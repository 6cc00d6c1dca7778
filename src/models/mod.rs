//! Built-in scene models

mod directional_light;
mod mesh_model;
mod point_light;

pub use directional_light::DirectionalLightModel;
pub use mesh_model::MeshModel;
pub use point_light::PointLightModel;
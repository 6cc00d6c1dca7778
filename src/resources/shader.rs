//! Shader programs and their interface descriptors

use thiserror::Error;

use crate::backend::*;

/// Vertex entry point every render program exposes
pub const VERTEX_ENTRY: &str = "vs_main";
/// Fragment entry point, absent in depth only programs
pub const FRAGMENT_ENTRY: &str = "fs_main";
/// Compute entry point
pub const COMPUTE_ENTRY: &str = "cs_main";

/// Declarations shared by every engine shader: the per-draw uniform block and
/// helpers reading the G-buffer.
pub const SHADER_PRELUDE: &str = include_str!("../../shaders/common.wgsl");

#[derive(Error, Debug, Clone, PartialEq, Eq)]
pub enum ShaderError {
    #[error("WGSL parse error: {0}")]
    Parse(String),
    #[error("Validation error: {0}")]
    Validation(String),
    #[error("Entry point '{0}' not found")]
    MissingEntryPoint(&'static str),
    #[error("Vertex input at location {0} is not a declared attribute")]
    UndeclaredAttribute(u32),
    #[error("Declared binding '{0}' not found in the module")]
    MissingBinding(String),
}

/// Vertex attributes a program may consume, at fixed locations
#[derive(Debug, Clone, Copy, PartialEq, Eq, Hash)]
pub enum ShaderAttribute {
    Position,
    Normal,
    Uv,
    Tangent,
}

impl ShaderAttribute {
    pub fn location(&self) -> u32 {
        match self {
            ShaderAttribute::Position => 0,
            ShaderAttribute::Normal => 1,
            ShaderAttribute::Uv => 2,
            ShaderAttribute::Tangent => 3,
        }
    }
}

#[derive(Debug, Clone, Copy, PartialEq, Eq)]
pub enum ShaderStage {
    Vertex,
    Fragment,
    Compute,
}

impl ShaderStage {
    fn entry_point(&self) -> &'static str {
        match self {
            ShaderStage::Vertex => VERTEX_ENTRY,
            ShaderStage::Fragment => FRAGMENT_ENTRY,
            ShaderStage::Compute => COMPUTE_ENTRY,
        }
    }

    fn naga(&self) -> naga::ShaderStage {
        match self {
            ShaderStage::Vertex => naga::ShaderStage::Vertex,
            ShaderStage::Fragment => naga::ShaderStage::Fragment,
            ShaderStage::Compute => naga::ShaderStage::Compute,
        }
    }
}

/// What a program expects from the engine.
///
/// Models read it at load time to build vertex layouts instead of hardcoding
/// attribute locations.
#[derive(Debug, Clone, PartialEq, Eq, Default)]
pub struct ShaderDescriptor {
    pub stages: Vec<ShaderStage>,
    pub attributes: Vec<ShaderAttribute>,
    /// Reads the per-draw uniform block at group 0
    pub uniform_block: bool,
    /// Named texture and sampler bindings
    pub samplers: Vec<String>,
}

impl ShaderDescriptor {
    /// Vertex + fragment program
    pub fn render(attributes: &[ShaderAttribute]) -> Self {
        Self {
            stages: vec![ShaderStage::Vertex, ShaderStage::Fragment],
            attributes: attributes.to_vec(),
            uniform_block: true,
            samplers: Vec::new(),
        }
    }

    /// Vertex only program
    pub fn depth_only(attributes: &[ShaderAttribute]) -> Self {
        Self {
            stages: vec![ShaderStage::Vertex],
            ..Self::render(attributes)
        }
    }

    pub fn compute() -> Self {
        Self {
            stages: vec![ShaderStage::Compute],
            attributes: Vec::new(),
            uniform_block: true,
            samplers: Vec::new(),
        }
    }

    pub fn with_samplers(mut self, samplers: &[&str]) -> Self {
        self.samplers = samplers.iter().map(|s| s.to_string()).collect();
        self
    }

    pub fn has_stage(&self, stage: ShaderStage) -> bool {
        self.stages.contains(&stage)
    }

    /// Layout of [`Vertex`] buffers restricted to the declared attributes
    pub fn vertex_layout(&self) -> VertexBufferLayout {
        let mut layout = Vertex::layout();
        layout.attributes.retain(|attribute| {
            self.attributes
                .iter()
                .any(|declared| declared.location() == attribute.location)
        });
        layout
    }
}

/// WGSL source plus its interface descriptor
#[derive(Debug, Clone, PartialEq)]
pub struct ShaderProgram {
    pub name: String,
    pub source: String,
    pub descriptor: ShaderDescriptor,
}

impl ShaderProgram {
    pub fn new(name: &str, source: &str, descriptor: ShaderDescriptor) -> Self {
        Self {
            name: name.to_string(),
            source: source.to_string(),
            descriptor,
        }
    }

    /// Program whose source is appended to [`SHADER_PRELUDE`]
    pub fn with_prelude(name: &str, body: &str, descriptor: ShaderDescriptor) -> Self {
        Self::new(name, &format!("{SHADER_PRELUDE}\n{body}"), descriptor)
    }

    /// Parse and validate the source, then check it against the descriptor
    pub fn validate(&self) -> Result<(), ShaderError> {
        let module = naga::front::wgsl::parse_str(&self.source)
            .map_err(|e| ShaderError::Parse(e.emit_to_string(&self.source)))?;

        let mut validator = naga::valid::Validator::new(
            naga::valid::ValidationFlags::all(),
            naga::valid::Capabilities::all(),
        );
        validator
            .validate(&module)
            .map_err(|e| ShaderError::Validation(e.to_string()))?;

        for stage in &self.descriptor.stages {
            let entry = stage.entry_point();
            let entry_point = module
                .entry_points
                .iter()
                .find(|ep| ep.name == entry && ep.stage == stage.naga())
                .ok_or(ShaderError::MissingEntryPoint(entry))?;

            if *stage == ShaderStage::Vertex {
                for location in input_locations(&module, &entry_point.function) {
                    let declared = self
                        .descriptor
                        .attributes
                        .iter()
                        .any(|attribute| attribute.location() == location);
                    if !declared {
                        return Err(ShaderError::UndeclaredAttribute(location));
                    }
                }
            }
        }

        if self.descriptor.uniform_block {
            let found = module.global_variables.iter().any(|(_, var)| {
                var.space == naga::AddressSpace::Uniform
                    && var.binding == Some(naga::ResourceBinding { group: 0, binding: 0 })
            });
            if !found {
                return Err(ShaderError::MissingBinding("uniforms".to_string()));
            }
        }

        for name in &self.descriptor.samplers {
            let found = module
                .global_variables
                .iter()
                .any(|(_, var)| var.name.as_deref() == Some(name.as_str()));
            if !found {
                return Err(ShaderError::MissingBinding(name.clone()));
            }
        }

        Ok(())
    }
}

/// Locations of every user-defined input of a function
fn input_locations(module: &naga::Module, function: &naga::Function) -> Vec<u32> {
    let mut locations = Vec::new();
    for argument in &function.arguments {
        match &argument.binding {
            Some(naga::Binding::Location { location, .. }) => locations.push(*location),
            Some(naga::Binding::BuiltIn(_)) => {}
            None => {
                if let naga::TypeInner::Struct { members, .. } = &module.types[argument.ty].inner {
                    locations.extend(members.iter().filter_map(|member| match member.binding {
                        Some(naga::Binding::Location { location, .. }) => Some(location),
                        _ => None,
                    }));
                }
            }
        }
    }
    locations
}

#[cfg(test)]
mod tests {
    use super::*;

    const FLAT: &str = r#"
@vertex
fn vs_main(@location(0) position: vec3<f32>, @location(2) uv: vec2<f32>) -> @builtin(position) vec4<f32> {
    return uniforms.view_proj * vec4<f32>(position + vec3<f32>(uv, 0.0), 1.0);
}

@fragment
fn fs_main() -> @location(0) vec4<f32> {
    return vec4<f32>(1.0);
}
"#;

    #[test]
    fn valid_program_passes() {
        let program = ShaderProgram::with_prelude(
            "flat",
            FLAT,
            ShaderDescriptor::render(&[ShaderAttribute::Position, ShaderAttribute::Uv]),
        );
        assert_eq!(program.validate(), Ok(()));
    }

    #[test]
    fn undeclared_vertex_input_is_rejected() {
        let program = ShaderProgram::with_prelude(
            "flat",
            FLAT,
            ShaderDescriptor::render(&[ShaderAttribute::Position]),
        );
        assert_eq!(program.validate(), Err(ShaderError::UndeclaredAttribute(2)));
    }

    #[test]
    fn missing_entry_point_is_rejected() {
        let program = ShaderProgram::with_prelude(
            "flat",
            FLAT,
            ShaderDescriptor {
                stages: vec![ShaderStage::Compute],
                ..ShaderDescriptor::compute()
            },
        );
        assert_eq!(
            program.validate(),
            Err(ShaderError::MissingEntryPoint(COMPUTE_ENTRY))
        );
    }

    #[test]
    fn syntax_errors_are_reported() {
        let program = ShaderProgram::new("broken", "fn vs_main( {", ShaderDescriptor::default());
        assert!(matches!(program.validate(), Err(ShaderError::Parse(_))));
    }

    #[test]
    fn missing_sampler_binding_is_rejected() {
        let program = ShaderProgram::with_prelude(
            "flat",
            FLAT,
            ShaderDescriptor::render(&[ShaderAttribute::Position, ShaderAttribute::Uv])
                .with_samplers(&["albedo"]),
        );
        assert_eq!(
            program.validate(),
            Err(ShaderError::MissingBinding("albedo".to_string()))
        );
    }

    #[test]
    fn vertex_layout_keeps_declared_attributes() {
        let layout =
            ShaderDescriptor::render(&[ShaderAttribute::Position, ShaderAttribute::Uv]).vertex_layout();
        let locations: Vec<u32> = layout.attributes.iter().map(|a| a.location).collect();
        assert_eq!(locations, vec![0, 2]);
        assert_eq!(layout.array_stride, std::mem::size_of::<Vertex>() as u64);
    }
}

_____

### Work task:
Each line holding the word "bool" must be copied from the data.

### Output below:
    pub uniform_block: bool,
    pub fn has_stage(&self, stage: ShaderStage) -> bool {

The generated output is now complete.